The underlying operating margin is expected to be around 18.5%(6)
(31 July 2021 - 17.0%, 31 July 2020 - 14.5%).
Jason Honeyman, Group Chief Executive, commented:
"Bellway has delivered another strong trading performance and
despite the wider macroeconomic uncertainty, the Group continues to
perform well. Demand is strong, reservations are ahead of last year
and our order book remains substantial. Customer satisfaction is
high and we enjoy continued success as a five-star(5) homebuilder,
as recognised in the HBF's Customer Satisfaction survey.

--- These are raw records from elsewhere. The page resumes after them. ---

//! Session controller
//!
//! Owns the lifecycle of one transport connection. Subscriptions are placed
//! under the session prefix, while outgoing messages go to the topic the
//! caller names.
//!
//! ```rust,no_run
//! use mqtt_session::registry::HandlerRegistry;
//! use mqtt_session::SessionController;
//!
//! # tokio_test::block_on(async {
//! let handlers = HandlerRegistry::new().with_handler("lights", |topic: &str, payload: &[u8]| {
//!     println!("{topic}: {} bytes", payload.len());
//! });
//!
//! let mut session =
//!     SessionController::new("home", "tcp://localhost:1883", "hub", handlers, None, None);
//! session.start().await?; // subscribes to "home/lights"
//! session.send("foo/bar", "x").await?; // publishes to "foo/bar"
//! # Ok::<(), mqtt_session::SessionError>(())
//! # });
//! ```

use crate::config::{ClientConfig, SessionSettings};
use crate::error::{SessionError, SessionResult};
use crate::events::EventSink;
use crate::protocol::{TopicNamespace, SESSION_QOS};
use crate::registry::HandlerRegistry;
use crate::transport::mqtt::MqttConnector;
use crate::transport::{Connector, Transport, WaitError};
use serde::Serialize;
use tracing::{error, info, Instrument};

/// Observable lifecycle of a session
#[derive(Debug, Clone, Copy, PartialEq, Eq)]
pub enum SessionState {
    /// `start` has not been called
    Unstarted,
    /// `start` created a transport but the connection attempt failed
    ConnectFailed,
    /// Connected; operations are forwarded to the transport
    Started,
}

enum Lifecycle<T> {
    Unstarted,
    ConnectFailed(T),
    Started(T),
}

impl<T> Lifecycle<T> {
    fn state(&self) -> SessionState {
        match self {
            Lifecycle::Unstarted => SessionState::Unstarted,
            Lifecycle::ConnectFailed(_) => SessionState::ConnectFailed,
            Lifecycle::Started(_) => SessionState::Started,
        }
    }

    fn handle(&self) -> Option<&T> {
        match self {
            Lifecycle::Unstarted => None,
            Lifecycle::ConnectFailed(handle) | Lifecycle::Started(handle) => Some(handle),
        }
    }
}

/// Prefix-namespaced session over a single transport
pub struct SessionController<C: Connector = MqttConnector> {
    config: ClientConfig,
    namespace: TopicNamespace,
    connector: C,
    registry: HandlerRegistry,
    lifecycle: Lifecycle<C::Transport>,
}

impl SessionController<MqttConnector> {
    /// Create a session with default client settings
    ///
    /// `connection_lost` and `reconnecting` receive the transport's
    /// connection notifications when given.
    pub fn new<P, B, I>(
        prefix: P,
        broker_url: B,
        client_id: I,
        handlers: HandlerRegistry,
        connection_lost: Option<EventSink>,
        reconnecting: Option<EventSink>,
    ) -> Self
    where
        P: Into<String>,
        B: Into<String>,
        I: Into<String>,
    {
        let mut config = ClientConfig::new(broker_url, client_id);
        config.connection_lost = connection_lost;
        config.reconnecting = reconnecting;
        Self::with_config(prefix, handlers, config)
    }

    /// Create a session from a complete client configuration
    pub fn with_config<P: Into<String>>(
        prefix: P,
        handlers: HandlerRegistry,
        config: ClientConfig,
    ) -> Self {
        Self::with_connector(prefix, handlers, config, MqttConnector)
    }

    /// Create a session from a loaded settings file
    pub fn from_settings(settings: &SessionSettings, handlers: HandlerRegistry) -> Self {
        Self::with_config(
            settings.session.prefix.clone(),
            handlers,
            settings.client_config(),
        )
    }
}

impl<C: Connector> SessionController<C> {
    /// Create a session whose transport is built by `connector`
    pub fn with_connector<P: Into<String>>(
        prefix: P,
        handlers: HandlerRegistry,
        config: ClientConfig,
        connector: C,
    ) -> Self {
        Self {
            config,
            namespace: TopicNamespace::new(prefix),
            connector,
            registry: handlers,
            lifecycle: Lifecycle::Unstarted,
        }
    }

    pub fn state(&self) -> SessionState {
        self.lifecycle.state()
    }

    /// True once `start` created a transport, whether or not it connected
    pub fn has_transport(&self) -> bool {
        self.lifecycle.handle().is_some()
    }

    pub fn transport(&self) -> Option<&C::Transport> {
        self.lifecycle.handle()
    }

    pub fn prefix(&self) -> &str {
        self.namespace.prefix()
    }

    pub fn config(&self) -> &ClientConfig {
        &self.config
    }

    /// Handlers registered by `start`
    pub fn handlers(&self) -> &HandlerRegistry {
        &self.registry
    }

    /// Connect and subscribe every handler given at construction
    ///
    /// Succeeds only if the connection and every initial subscription
    /// succeed. A failed connection still keeps the transport, so a second
    /// call reports [`SessionError::AlreadyStarted`].
    pub async fn start(&mut self) -> SessionResult<()> {
        if self.has_transport() {
            return Err(SessionError::AlreadyStarted);
        }

        let mut transport = self
            .connector
            .create(&self.config)
            .map_err(SessionError::transport)?;

        let span = crate::session_span!(
            client_id = %self.config.client_id,
            broker = %self.config.broker_url
        );
        if let Err(e) = transport.connect().instrument(span).await {
            error!("Connection to {} failed: {}", self.config.broker_url, e);
            self.lifecycle = Lifecycle::ConnectFailed(transport);
            return Err(SessionError::transport(e));
        }

        info!("Session connected to {}", self.config.broker_url);
        self.lifecycle = Lifecycle::Started(transport);
        self.register_handlers(&self.registry).await
    }

    /// Subscribe every handler in `handlers` under the session prefix
    ///
    /// Subscriptions are made one at a time and the first failure is
    /// returned. Subscriptions made earlier in the batch stay in place.
    pub async fn register_handlers(&self, handlers: &HandlerRegistry) -> SessionResult<()> {
        let transport = self.connected_transport()?;

        for (topic, handler) in handlers {
            let effective_topic = self.namespace.subscription_topic(topic);
            info!("Subscribing to topic: {}", effective_topic);

            let span = crate::mqtt_span!(topic = %effective_topic);
            match transport
                .subscribe(&effective_topic, SESSION_QOS, handler.clone())
                .instrument(span)
                .await
            {
                Ok(()) => {}
                Err(WaitError::Incomplete) => {
                    return Err(SessionError::subscription_wait_failed(effective_topic));
                }
                Err(WaitError::Failed(e)) => return Err(SessionError::transport(e)),
            }
        }

        Ok(())
    }

    /// Publish `payload` to `topic` exactly as given, without the prefix
    pub async fn send<P: Into<Vec<u8>>>(&self, topic: &str, payload: P) -> SessionResult<()> {
        let transport = self.connected_transport()?;

        transport
            .publish(
                self.namespace.publish_topic(topic),
                SESSION_QOS,
                false,
                payload.into(),
            )
            .await
            .map_err(SessionError::transport)
    }

    /// Serialize `value` as JSON and [`send`](Self::send) it
    pub async fn send_json<T: Serialize + ?Sized>(
        &self,
        topic: &str,
        value: &T,
    ) -> SessionResult<()> {
        let payload = serde_json::to_vec(value)?;
        self.send(topic, payload).await
    }

    fn connected_transport(&self) -> SessionResult<&C::Transport> {
        match &self.lifecycle {
            Lifecycle::Started(transport) => Ok(transport),
            Lifecycle::ConnectFailed(_) => Err(SessionError::ConnectionFailed),
            Lifecycle::Unstarted => Err(SessionError::ClientNotStarted),
        }
    }
}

"The positive sales market and the further investment we have
made in land provides a strong platform to enable the Group to
continue its growth strategy in the years ahead."
Market and current trading
The demand for our high-quality new homes remains strong,
supported by our well-designed, locally elevated 'Artisan
Collection' product range and our continued investment in land in
popular locations. The pricing environment is favourable and
although modest interest rate rises and increasing fuel costs are
contributing to a rise in the cost of living, our affordable and
energy efficient new homes provide an attractive proposition for
customers.
Since 1 February, the overall reservation rate rose by 5.9% to
an average of 253 per week (2021- 239 per week, 2020 - 158 per
week). The average private weekly reservation rate was 198 per week
(2021 - 193 per week, 2020 - 120 per week), an increase of 2.6%,
with this achieved from an average of 240 outlets (2021 - 266).
Customer confidence is strong and the cancellation rate since 1
August remains low at 13% (2021 - 13%, 2020 - 15%).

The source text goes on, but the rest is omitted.